C.S.H.B. 3351 removes the requirement for the commissioner, in adopting rules regarding standards for physician rankings by health benefit plans, to consider the standards, guidelines, and measures prescribed by certain nationally recognized organizations that establish or promote guidelines and performance measures emphasizing quality of health care. The bill instead limits the authority of the commissioner to designate an organization in adopting such rules to an organization that meets the following requirements:

·         the prescribing organization is bona fide and unbiased toward or against any medical provider;

·         the standards to be used in rankings, comparisons, or evaluations:

o   are nationally recognized, or based on expert-provider consensus or leading clinical evidence-based scholarship;

o   have a publicly transparent methodology; and

o   if based on clinical outcomes, are risk-adjusted; and

·         the prescribing organization has an easy-to-use process by which a medical provider may report data, evidentiary, factual, or mathematical errors for prompt investigation and, if appropriate, correction.

 

EFFECTIVE DATE

 

On passage, or, if the bill does not receive the necessary vote, September 1, 2023.

 

COMPARISON OF INTRODUCED AND SUBSTITUTE

 

While C.S.H.B. 3351 may differ from the introduced in minor or nonsubstantive ways, the following summarizes the substantial differences between the introduced and committee substitute versions of the bill.

 

The substitute includes a provision that was not in the introduced removing the requirement that a health benefit plan issuer that ranks physicians or classifies physicians into tiers based on performance use standards that conform to nationally recognized standards and guidelines as required by commissioner rules.
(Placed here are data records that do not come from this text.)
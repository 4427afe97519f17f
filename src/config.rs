//! # World Configuration
//!
//! Every tunable the engine reads lives in [`WorldConfig`]. It is built once,
//! validated, then shared immutably (behind an `Arc`) with the terrain
//! generator, the mesh builder and the world.
//!
//! ## Loading
//!
//! Configs are JSON documents. Every field is optional and falls back to its
//! default, so `{}` is a valid config and `{"seed": 42}` only changes the seed.
//!
//! ```
//! use voxel_world::config::WorldConfig;
//!
//! let config = WorldConfig::from_json_str(r#"{ "seed": 42, "render_distance": 1 }"#).unwrap();
//! assert_eq!(config.seed, 42);
//! assert_eq!(config.chunk_size, 16);
//! ```

use std::collections::HashSet;
use std::fs;
use std::path::Path;

use serde::{Deserialize, Serialize};

use crate::engine_state::voxels::block::block_type::BlockType;
use crate::engine_state::voxels::block::registry::default_catalog;
use crate::engine_state::voxels::terrain::heightmap::NoiseSettings;
use crate::error::ConfigError;

/// Largest accepted chunk edge length. A chunk's block count must fit in `i32`.
pub const MAX_CHUNK_SIZE: i32 = 256;

/// Engine-wide settings.
#[derive(Debug, Clone, PartialEq, Serialize, Deserialize)]
#[serde(default)]
pub struct WorldConfig {
    /// Edge length of a chunk, in blocks.
    pub chunk_size: i32,
    /// Number of cells across the texture atlas.
    pub atlas_width: u32,
    /// Number of cells down the texture atlas.
    pub atlas_height: u32,
    /// Chebyshev radius, in chunks, kept loaded around the viewer.
    pub render_distance: i32,
    pub seed: u64,
    pub noise: NoiseSettings,
    /// Scales the normalized heightmap into a ground height in blocks.
    pub height_multiplier: f32,
    /// Columns whose ground is below this height are flooded up to it.
    pub water_height: i32,
    /// How many finished meshes the apply step installs per tick.
    pub applies_per_tick: usize,
    /// Block catalog. Ids are assigned in this order.
    pub block_types: Vec<BlockType>,
}

impl Default for WorldConfig {
    fn default() -> Self {
        Self {
            chunk_size: 16,
            atlas_width: 4,
            atlas_height: 4,
            render_distance: 2,
            seed: 0,
            noise: NoiseSettings::default(),
            height_multiplier: 20.0,
            water_height: 10,
            applies_per_tick: 1,
            block_types: default_catalog(),
        }
    }
}

impl WorldConfig {
    /// Parses a config from JSON text. The result is not validated.
    pub fn from_json_str(text: &str) -> Result<Self, ConfigError> {
        Ok(serde_json::from_str(text)?)
    }

    /// Reads and parses a JSON config file. The result is not validated.
    pub fn load(path: impl AsRef<Path>) -> Result<Self, ConfigError> {
        let path = path.as_ref();
        let text = fs::read_to_string(path).map_err(|source| ConfigError::Io {
            path: path.to_path_buf(),
            source,
        })?;
        Self::from_json_str(&text)
    }

    /// Checks that the config describes a world the engine can run.
    ///
    /// A non-positive noise `scale` is accepted; the heightmap clamps it.
    pub fn validate(&self) -> Result<(), ConfigError> {
        if self.chunk_size <= 0 {
            return Err(invalid("chunk_size", format!("must be positive, got {}", self.chunk_size)));
        }
        if self.chunk_size > MAX_CHUNK_SIZE {
            return Err(invalid(
                "chunk_size",
                format!("must be at most {MAX_CHUNK_SIZE}, got {}", self.chunk_size),
            ));
        }
        if self.atlas_width == 0 {
            return Err(invalid("atlas_width", "must be positive".to_string()));
        }
        if self.atlas_height == 0 {
            return Err(invalid("atlas_height", "must be positive".to_string()));
        }
        if self.render_distance < 0 {
            return Err(invalid(
                "render_distance",
                format!("must not be negative, got {}", self.render_distance),
            ));
        }
        if self.noise.octaves <= 0 {
            return Err(invalid(
                "noise.octaves",
                format!("must be positive, got {}", self.noise.octaves),
            ));
        }
        if self.applies_per_tick == 0 {
            return Err(invalid("applies_per_tick", "must be positive".to_string()));
        }

        let mut names = HashSet::new();
        for block_type in &self.block_types {
            if !names.insert(block_type.name.as_str()) {
                return Err(ConfigError::DuplicateBlockType(block_type.name.clone()));
            }
            if let Some(cell) = block_type
                .faces
                .cells()
                .find(|cell| cell.u >= self.atlas_width || cell.v >= self.atlas_height)
            {
                return Err(invalid(
                    "block_types",
                    format!(
                        "`{}` maps a face to atlas cell [{}, {}] outside the {}x{} atlas",
                        block_type.name, cell.u, cell.v, self.atlas_width, self.atlas_height
                    ),
                ));
            }
        }

        Ok(())
    }
}

fn invalid(field: &'static str, reason: String) -> ConfigError {
    ConfigError::Invalid { field, reason }
}
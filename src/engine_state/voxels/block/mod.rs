//! # Block Module
//!
//! This module provides the block-related functionality for the voxel engine:
//! the block record stored in chunks, block faces, and the block-type catalog.
//!
//! Blocks hold no references to their chunk or their neighbors. A neighbor is
//! found by asking the world for the block at `position + side.offset()`, so
//! the relation is symmetric by construction and absent while the neighboring
//! chunk has not been generated.

use block_type::BlockTypeId;

use super::coords::VoxelCoord;

pub mod block_side;
pub mod block_type;
pub mod registry;

/// The underlying integer type used to represent block type ids in memory.
pub type BlockTypeSize = u16;

/// Represents a single voxel block in the world.
///
/// This is a lightweight value record. The properties of the block (solidity,
/// transparency, textures) are looked up from its type in the registry.
#[derive(Copy, Clone, Debug, PartialEq, Eq, Hash)]
pub struct Block {
    /// Absolute position of the block.
    pub position: VoxelCoord,
    pub block_type: BlockTypeId,
}

impl Block {
    /// Creates a new block of the specified type.
    ///
    /// # Arguments
    /// * `position` - Absolute position of the block
    /// * `block_type` - Catalog id of its type
    pub fn new(position: VoxelCoord, block_type: BlockTypeId) -> Self {
        Block {
            position,
            block_type,
        }
    }
}
//! # Chunk Pipeline
//!
//! Three stages turn a chunk coordinate into installed geometry:
//!
//! - **Generation**: one worker runs terrain generation, FIFO.
//! - **Build**: one worker runs the mesh builder against the shared world, FIFO.
//! - **Apply**: the owning thread pops finished builds from the [`ApplyQueue`],
//!   nearest to the viewer first.
//!
//! The pipeline only moves data between those stages. Deciding what a result
//! means (insert, install, load) is the engine's job.
//!
//! Requests are deduplicated while in flight: a coordinate is generated at
//! most once per request round, and a callback-free build of a chunk that is
//! already queued is dropped because the queued build has not read the world
//! yet or will be re-checked when it is applied. A job that fails releases its
//! reservation, so the coordinate can be requested again.

use std::collections::{HashMap, HashSet};
use std::fmt;
use std::sync::Arc;

use log::{debug, trace};

use super::TaskWorker;
use crate::core::MtResource;
use crate::engine_state::rendering::meshing::{MeshBuilder, MeshStamps, StampedMesh};
use crate::engine_state::rendering::tasks::ChunkMeshGenerationTask;
use crate::engine_state::voxels::chunk::Chunk;
use crate::engine_state::voxels::coords::ChunkCoord;
use crate::engine_state::voxels::tasks::ChunkGenerationTask;
use crate::engine_state::voxels::terrain::TerrainGenerator;
use crate::engine_state::voxels::world::World;
use crate::error::WorldError;

/// Completion callback of a build, invoked on the owning thread when the
/// result is applied.
pub type BuildCallback = Box<dyn FnOnce(ChunkCoord) + Send>;

/// What applying a build result does to its chunk.
#[derive(Debug, Clone, Copy, PartialEq, Eq)]
pub enum BuildKind {
    /// First mesh of a freshly generated chunk; applying it loads the chunk.
    Load,
    /// Refresh of a chunk that is already loaded.
    Rebuild,
}

/// Output of the generation stage.
#[derive(Debug)]
pub struct GeneratedChunk {
    pub coord: ChunkCoord,
    /// World epoch the request was made in.
    pub epoch: u64,
    pub chunk: Chunk,
}

/// Output of the build stage.
pub struct BuiltChunk {
    pub coord: ChunkCoord,
    pub kind: BuildKind,
    /// `None` if the chunk was gone from the world when the build ran.
    pub mesh: Option<StampedMesh>,
    pub callback: Option<BuildCallback>,
}

impl fmt::Debug for BuiltChunk {
    fn fmt(&self, f: &mut fmt::Formatter<'_>) -> fmt::Result {
        f.debug_struct("BuiltChunk")
            .field("coord", &self.coord)
            .field("kind", &self.kind)
            .field("stamp", &self.mesh.as_ref().map(|mesh| mesh.stamp))
            .field("has_callback", &self.callback.is_some())
            .finish()
    }
}

/// Finished builds waiting to be applied.
///
/// Entries are consumed nearest-first by Chebyshev distance to the viewer's
/// chunk; entries at equal distance come out in arrival order.
#[derive(Debug, Default)]
pub struct ApplyQueue {
    pending: Vec<BuiltChunk>,
}

impl ApplyQueue {
    pub fn push(&mut self, built: BuiltChunk) {
        self.pending.push(built);
    }

    /// Removes and returns the entry closest to `viewer`.
    pub fn pop_nearest(&mut self, viewer: ChunkCoord) -> Option<BuiltChunk> {
        let mut nearest: Option<(usize, i32)> = None;
        for (index, built) in self.pending.iter().enumerate() {
            let distance = built.coord.chebyshev_distance(viewer);
            if nearest.map_or(true, |(_, best)| distance < best) {
                nearest = Some((index, distance));
            }
        }

        let (index, distance) = nearest?;
        trace!(
            "Applying chunk {} at distance {distance} ({} pending)",
            self.pending[index].coord,
            self.pending.len() - 1
        );
        Some(self.pending.remove(index))
    }

    pub fn len(&self) -> usize {
        self.pending.len()
    }

    pub fn is_empty(&self) -> bool {
        self.pending.is_empty()
    }

    pub fn clear(&mut self) {
        self.pending.clear();
    }
}

/// Snapshot of the pipeline's queues.
#[derive(Debug, Clone, Copy, Default, PartialEq, Eq)]
pub struct PipelineStats {
    pub generations_in_flight: usize,
    pub builds_in_flight: usize,
    pub pending_applies: usize,
    pub failed_jobs: usize,
}

/// The generation and build workers plus the apply queue.
pub struct ChunkPipeline {
    world: MtResource<World>,
    generator: Arc<TerrainGenerator>,
    mesh_builder: MeshBuilder,
    stamps: MeshStamps,
    generation: TaskWorker<ChunkGenerationTask>,
    build: TaskWorker<ChunkMeshGenerationTask>,
    /// Coordinates whose generation has been requested but not collected,
    /// with the epoch of the request.
    requested: HashMap<ChunkCoord, u64>,
    /// Coordinates with a callback-free build queued but not collected.
    queued_builds: HashSet<ChunkCoord>,
    apply_queue: ApplyQueue,
}

impl ChunkPipeline {
    /// Starts both workers.
    ///
    /// # Arguments
    /// * `world` - World the build worker reads
    /// * `generator` - Generator the generation worker runs
    /// * `mesh_builder` - Builder the build worker runs
    /// * `stamps` - Stamp counter shared with inline builds on the owning thread
    pub fn new(
        world: MtResource<World>,
        generator: Arc<TerrainGenerator>,
        mesh_builder: MeshBuilder,
        stamps: MeshStamps,
    ) -> Result<Self, WorldError> {
        Ok(Self {
            world,
            generator,
            mesh_builder,
            stamps,
            generation: TaskWorker::new("chunk-generation")?,
            build: TaskWorker::new("chunk-build")?,
            requested: HashMap::new(),
            queued_builds: HashSet::new(),
            apply_queue: ApplyQueue::default(),
        })
    }

    /// Queues generation of a chunk.
    ///
    /// # Returns
    /// `false` if that coordinate is already being generated.
    pub fn request_generation(&mut self, coord: ChunkCoord, epoch: u64) -> bool {
        if self.requested.contains_key(&coord) {
            return false;
        }

        let task = ChunkGenerationTask::new(self.generator.clone(), coord, epoch);
        if !self.generation.publish(task) {
            return false;
        }
        debug!("Requested generation of chunk {coord}");
        self.requested.insert(coord, epoch);
        true
    }

    /// Queues a mesh build of a chunk.
    ///
    /// # Returns
    /// `false` if the request was merged into an already queued build.
    pub fn request_build(
        &mut self,
        coord: ChunkCoord,
        kind: BuildKind,
        callback: Option<BuildCallback>,
    ) -> bool {
        let dedupe = callback.is_none();
        if dedupe && self.queued_builds.contains(&coord) {
            trace!("Build of chunk {coord} already queued");
            return false;
        }

        let task = ChunkMeshGenerationTask::new(
            self.world.clone(),
            self.mesh_builder,
            self.stamps.clone(),
            coord,
            kind,
            callback,
        );
        if !self.build.publish(task) {
            return false;
        }
        debug!("Requested {kind:?} build of chunk {coord}");
        if dedupe {
            self.queued_builds.insert(coord);
        }
        true
    }

    /// Takes every finished generation result.
    ///
    /// Failed generations are dropped here and their coordinates released.
    pub fn collect_generated(&mut self) -> Vec<GeneratedChunk> {
        let collected = self.generation.collect();
        for (coord, epoch) in collected.failed {
            self.release_generation(coord, epoch);
        }
        for result in &collected.completed {
            self.release_generation(result.coord, result.epoch);
        }
        collected.completed
    }

    /// Forgets a generation request, unless a newer request for the same
    /// coordinate has replaced it.
    fn release_generation(&mut self, coord: ChunkCoord, epoch: u64) {
        if self.requested.get(&coord) == Some(&epoch) {
            self.requested.remove(&coord);
        }
    }

    /// Moves every finished build into the apply queue.
    ///
    /// # Returns
    /// The number of builds collected.
    pub fn collect_built(&mut self) -> usize {
        let collected = self.build.collect();
        for (coord, merged) in collected.failed {
            if merged {
                self.queued_builds.remove(&coord);
            }
        }

        let count = collected.completed.len();
        for result in collected.completed {
            if result.callback.is_none() {
                self.queued_builds.remove(&result.coord);
            }
            self.apply_queue.push(result);
        }
        count
    }

    /// Removes the pending build nearest to `viewer`.
    pub fn pop_nearest(&mut self, viewer: ChunkCoord) -> Option<BuiltChunk> {
        self.apply_queue.pop_nearest(viewer)
    }

    pub fn is_generation_requested(&self, coord: ChunkCoord) -> bool {
        self.requested.contains_key(&coord)
    }

    pub fn stats(&self) -> PipelineStats {
        PipelineStats {
            generations_in_flight: self.generation.in_flight(),
            builds_in_flight: self.build.in_flight(),
            pending_applies: self.apply_queue.len(),
            failed_jobs: self.generation.failed() + self.build.failed(),
        }
    }

    /// True when nothing is in flight and nothing waits to be applied.
    pub fn is_idle(&self) -> bool {
        self.generation.in_flight() == 0 && self.build.in_flight() == 0 && self.apply_queue.is_empty()
    }

    /// Forgets every request and pending result.
    ///
    /// Jobs already handed to a worker still run; their results carry the old
    /// epoch and are discarded when collected.
    pub fn clear(&mut self) {
        self.requested.clear();
        self.queued_builds.clear();
        self.apply_queue.clear();
    }
}

#[cfg(test)]
mod tests {
    use super::*;

    fn built(coord: ChunkCoord) -> BuiltChunk {
        BuiltChunk {
            coord,
            kind: BuildKind::Load,
            mesh: None,
            callback: None,
        }
    }

    #[test]
    fn test_nearest_entry_wins_over_arrival_order() {
        let mut queue = ApplyQueue::default();
        let viewer = ChunkCoord::new(0, 0, 0);
        queue.push(built(ChunkCoord::new(3, 0, 0)));
        queue.push(built(ChunkCoord::new(0, 1, 0)));

        assert_eq!(queue.pop_nearest(viewer).unwrap().coord, ChunkCoord::new(0, 1, 0));
        assert_eq!(queue.pop_nearest(viewer).unwrap().coord, ChunkCoord::new(3, 0, 0));
        assert!(queue.pop_nearest(viewer).is_none());
    }

    #[test]
    fn test_equal_distance_keeps_arrival_order() {
        let mut queue = ApplyQueue::default();
        let viewer = ChunkCoord::new(5, 5, 5);
        queue.push(built(ChunkCoord::new(6, 5, 5)));
        queue.push(built(ChunkCoord::new(4, 4, 4)));
        queue.push(built(ChunkCoord::new(5, 6, 5)));

        let order: Vec<_> = std::iter::from_fn(|| queue.pop_nearest(viewer))
            .map(|b| b.coord)
            .collect();
        assert_eq!(
            order,
            vec![
                ChunkCoord::new(6, 5, 5),
                ChunkCoord::new(4, 4, 4),
                ChunkCoord::new(5, 6, 5)
            ]
        );
    }

    #[test]
    fn test_priority_follows_the_viewer() {
        let mut queue = ApplyQueue::default();
        queue.push(built(ChunkCoord::new(-2, 0, 0)));
        queue.push(built(ChunkCoord::new(2, 0, 0)));

        let first = queue.pop_nearest(ChunkCoord::new(2, 0, 1)).unwrap();
        assert_eq!(first.coord, ChunkCoord::new(2, 0, 0));
    }
}
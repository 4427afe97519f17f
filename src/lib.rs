#![warn(rustdoc::missing_crate_level_docs)]
#![warn(rustdoc::invalid_rust_codeblocks)]

//! # Voxel World
//!
//! A chunked voxel world engine: layered-noise terrain, per-chunk face meshing
//! against a texture atlas, and a background pipeline that streams chunks in
//! and out around a moving viewer.
//!
//! ## Key Modules
//!
//! * `config` - Engine configuration and the block-type catalog
//! * `core` - Shared-resource utilities used across threads
//! * `engine_state` - The engine facade, voxels, meshing, streaming and task management
//! * `error` - Error types for configuration, generation and the engine
//!
//! ## Architecture
//!
//! The engine keeps a clear separation between:
//! * Voxel data (coordinates, blocks, chunks, the world)
//! * Terrain generation (heightmaps and per-voxel classification)
//! * Meshing (visible faces into render and collision buffers)
//! * Task scheduling (generation and build workers, nearest-first apply)
//! * Presentation, which sits behind the `ChunkScene` trait
//!
//! ## Usage
//!
//! ```rust
//! use voxel_world::config::WorldConfig;
//! use voxel_world::engine_state::EngineState;
//! use voxel_world::engine_state::rendering::MemoryScene;
//! use web_time::Duration;
//!
//! voxel_world::init_logging();
//!
//! let config = WorldConfig { chunk_size: 8, render_distance: 1, ..WorldConfig::default() };
//! let mut engine = EngineState::new(config, MemoryScene::new()).unwrap();
//! engine.generate_world().unwrap();
//! engine.drain(Duration::from_secs(30));
//! ```

use log::info;

pub mod config;
pub mod core;
pub mod engine_state;
pub mod error;

pub use config::WorldConfig;
pub use engine_state::{EngineState, ViewerEvent};
pub use error::{ConfigError, GeneratorError, WorldError};

/// Initializes stdout logging filtered by `RUST_LOG`.
///
/// Calling it more than once is harmless; later calls leave the first logger in place.
pub fn init_logging() {
    let mut log_builder = env_logger::Builder::new();
    let initialized = log_builder
        .target(env_logger::Target::Stdout)
        .parse_env("RUST_LOG")
        .try_init()
        .is_ok();

    if initialized {
        info!("Logger initialized");
    }
}
//! # Core Module
//!
//! Shared concurrency primitives used across the engine.
//!
//! ## Key Components
//! - `MtResource`: Thread-safe reference-counted resource with read-write locking.
//!   The world's chunk store lives in one so the pipeline workers can read block
//!   data while the owning thread applies geometry and mutations.

pub mod mt_resource;

pub use mt_resource::MtResource;
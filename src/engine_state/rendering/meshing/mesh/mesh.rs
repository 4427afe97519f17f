//! Mesh data structures produced by the mesh builder.
//!
//! A chunk's geometry is split into two independent buffers. The render buffer
//! carries every visible face with its UVs. The collision buffer repeats only
//! the faces of solid blocks and is indexed on its own, so non-solid blocks
//! such as water are drawn but never collide. Neither buffer carries normals;
//! consumers derive them from the triangle winding.

use super::face::Face;

/// Vertices, UVs and triangle indices of every visible face.
#[derive(Debug, Clone, Default, PartialEq)]
pub struct RenderBuffer {
    pub vertices: Vec<[f32; 3]>,
    pub uvs: Vec<[f32; 2]>,
    pub indices: Vec<u32>,
}

/// Vertices and triangle indices of the visible faces of solid blocks.
#[derive(Debug, Clone, Default, PartialEq)]
pub struct CollisionBuffer {
    pub vertices: Vec<[f32; 3]>,
    pub indices: Vec<u32>,
}

/// Render and collision geometry of one chunk.
#[derive(Debug, Clone, Default, PartialEq)]
pub struct ChunkMesh {
    pub render: RenderBuffer,
    pub collision: CollisionBuffer,
}

impl RenderBuffer {
    /// Appends a face's four vertices and two triangles.
    pub fn push_face(&mut self, face: &Face) {
        let base = self.vertices.len() as u32;
        self.vertices.extend_from_slice(&face.corners);
        self.uvs.extend_from_slice(&face.uvs);
        self.indices.extend_from_slice(&Face::indices(base));
    }

    pub fn face_count(&self) -> usize {
        self.vertices.len() / 4
    }

    /// Vertex positions as raw bytes, for upload to a GPU buffer.
    pub fn vertex_bytes(&self) -> &[u8] {
        bytemuck::cast_slice(&self.vertices)
    }

    pub fn uv_bytes(&self) -> &[u8] {
        bytemuck::cast_slice(&self.uvs)
    }

    pub fn index_bytes(&self) -> &[u8] {
        bytemuck::cast_slice(&self.indices)
    }
}

impl CollisionBuffer {
    /// Appends a face's four vertices and two triangles, indexed from this
    /// buffer's own vertex count.
    pub fn push_face(&mut self, face: &Face) {
        let base = self.vertices.len() as u32;
        self.vertices.extend_from_slice(&face.corners);
        self.indices.extend_from_slice(&Face::indices(base));
    }

    pub fn face_count(&self) -> usize {
        self.vertices.len() / 4
    }

    pub fn vertex_bytes(&self) -> &[u8] {
        bytemuck::cast_slice(&self.vertices)
    }

    pub fn index_bytes(&self) -> &[u8] {
        bytemuck::cast_slice(&self.indices)
    }
}

impl ChunkMesh {
    pub fn is_empty(&self) -> bool {
        self.render.vertices.is_empty()
    }
}

#[cfg(test)]
mod tests {
    use super::*;
    use crate::engine_state::voxels::{
        block::{block_side::BlockSide, block_type::AtlasCell},
        coords::VoxelCoord,
    };

    fn face(side: BlockSide) -> Face {
        Face::new(VoxelCoord::new(0, 0, 0), side, AtlasCell::new(0, 0), (4, 4))
    }

    #[test]
    fn test_collision_is_indexed_independently() {
        let mut mesh = ChunkMesh::default();
        mesh.render.push_face(&face(BlockSide::UP));
        mesh.render.push_face(&face(BlockSide::DOWN));
        mesh.collision.push_face(&face(BlockSide::DOWN));

        assert_eq!(mesh.render.indices[6..], [4, 7, 5, 4, 6, 7]);
        assert_eq!(mesh.collision.indices, vec![0, 3, 1, 0, 2, 3]);
        assert_eq!(mesh.render.face_count(), 2);
        assert_eq!(mesh.collision.face_count(), 1);
    }

    #[test]
    fn test_byte_views_cover_buffers() {
        let mut mesh = ChunkMesh::default();
        mesh.render.push_face(&face(BlockSide::EAST));

        assert_eq!(mesh.render.vertex_bytes().len(), 4 * 3 * 4);
        assert_eq!(mesh.render.uv_bytes().len(), 4 * 2 * 4);
        assert_eq!(mesh.render.index_bytes().len(), 6 * 4);
        assert!(mesh.collision.vertex_bytes().is_empty());
    }
}
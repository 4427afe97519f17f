//! # Block Type Module
//!
//! This module defines the catalog entries blocks refer to. A `BlockType` is
//! loaded once from configuration and never changes afterwards; blocks only
//! store its compact [`BlockTypeId`].

use std::collections::BTreeMap;
use std::fmt;

use serde::{Deserialize, Serialize};

use super::block_side::BlockSide;
use super::BlockTypeSize;

/// Index of a block type in the [`BlockRegistry`](super::registry::BlockRegistry).
#[derive(Copy, Clone, Debug, PartialEq, Eq, Hash, PartialOrd, Ord, Default)]
pub struct BlockTypeId(pub BlockTypeSize);

impl fmt::Display for BlockTypeId {
    fn fmt(&self, f: &mut fmt::Formatter<'_>) -> fmt::Result {
        write!(f, "{}", self.0)
    }
}

/// A cell of the texture atlas, counted in cells from the atlas origin.
///
/// Serialized as a two-element array `[u, v]`.
#[derive(Copy, Clone, Debug, PartialEq, Eq, Hash, Serialize, Deserialize)]
#[serde(from = "[u32; 2]", into = "[u32; 2]")]
pub struct AtlasCell {
    pub u: u32,
    pub v: u32,
}

impl AtlasCell {
    pub const fn new(u: u32, v: u32) -> Self {
        Self { u, v }
    }
}

impl From<[u32; 2]> for AtlasCell {
    fn from([u, v]: [u32; 2]) -> Self {
        Self { u, v }
    }
}

impl From<AtlasCell> for [u32; 2] {
    fn from(cell: AtlasCell) -> Self {
        [cell.u, cell.v]
    }
}

/// Maps each face of a block to the atlas cell drawn on it.
///
/// Faces without a cell are never meshed, so a type with an empty model (air)
/// produces no geometry at all. In config files the model is an object keyed by
/// side name: `{ "up": [0, 0], "down": [2, 0] }`.
#[derive(Copy, Clone, Debug, Default, PartialEq, Eq, Serialize, Deserialize)]
#[serde(
    from = "BTreeMap<BlockSide, AtlasCell>",
    into = "BTreeMap<BlockSide, AtlasCell>"
)]
pub struct FaceModel {
    cells: [Option<AtlasCell>; 6],
}

impl FaceModel {
    /// A model drawing the same cell on all six faces.
    pub fn uniform(cell: AtlasCell) -> Self {
        Self {
            cells: [Some(cell); 6],
        }
    }

    /// Replaces the cell of one face.
    pub fn with_face(mut self, side: BlockSide, cell: AtlasCell) -> Self {
        self.cells[side.index()] = Some(cell);
        self
    }

    /// Returns the cell drawn on the given face, if any.
    pub fn cell(&self, side: BlockSide) -> Option<AtlasCell> {
        self.cells[side.index()]
    }

    /// True if no face has a cell.
    pub fn is_empty(&self) -> bool {
        self.cells.iter().all(Option::is_none)
    }

    /// Every mapped cell.
    pub fn cells(&self) -> impl Iterator<Item = AtlasCell> + '_ {
        self.cells.iter().flatten().copied()
    }
}

impl From<BTreeMap<BlockSide, AtlasCell>> for FaceModel {
    fn from(map: BTreeMap<BlockSide, AtlasCell>) -> Self {
        let mut model = FaceModel::default();
        for (side, cell) in map {
            model.cells[side.index()] = Some(cell);
        }
        model
    }
}

impl From<FaceModel> for BTreeMap<BlockSide, AtlasCell> {
    fn from(model: FaceModel) -> Self {
        BlockSide::all()
            .into_iter()
            .filter_map(|side| model.cell(side).map(|cell| (side, cell)))
            .collect()
    }
}

/// A catalog entry.
#[derive(Clone, Debug, PartialEq, Serialize, Deserialize)]
pub struct BlockType {
    pub name: String,
    /// Solid types contribute collision geometry.
    #[serde(default = "default_solid")]
    pub solid: bool,
    /// Transparent types never hide the faces of the blocks next to them.
    #[serde(default)]
    pub transparent: bool,
    #[serde(default)]
    pub faces: FaceModel,
}

fn default_solid() -> bool {
    true
}

impl BlockType {
    /// An opaque, solid type.
    pub fn new(name: impl Into<String>, faces: FaceModel) -> Self {
        Self {
            name: name.into(),
            solid: true,
            transparent: false,
            faces,
        }
    }

    /// A type with no faces that neither hides nor collides (air).
    pub fn empty(name: impl Into<String>) -> Self {
        Self {
            name: name.into(),
            solid: false,
            transparent: true,
            faces: FaceModel::default(),
        }
    }

    pub fn transparent(mut self, transparent: bool) -> Self {
        self.transparent = transparent;
        self
    }

    pub fn solid(mut self, solid: bool) -> Self {
        self.solid = solid;
        self
    }
}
The substitute also includes provisions that were not in the introduced setting out the requirements that must be met by a health benefit plan issuer that ranks or classifies physicians into tiers based on performance and providing for a process for remedying discrepancies established by an affected physician.

 

The substitute omits a provision from the introduced making the physician ranking requirements inapplicable to the provision of physician‑specific cost comparison information from a health benefit plan issuer to a network physician whose payment by the plan issuer to the physician is partly based on costs of other health care providers that are attributed by the plan issuer.

 

The substitute includes provisions that were not in the introduced replacing the requirement for the commissioner of insurance, in adopting rules regarding standards for physician rankings by health benefit plans, to consider the standards, guidelines, and measures prescribed by certain nationally recognized organizations that establish or promote guidelines and performance measures emphasizing quality of health care with a limitation on the authority of the commissioner to designate an organization, in adopting such rules, that meets certain requirements.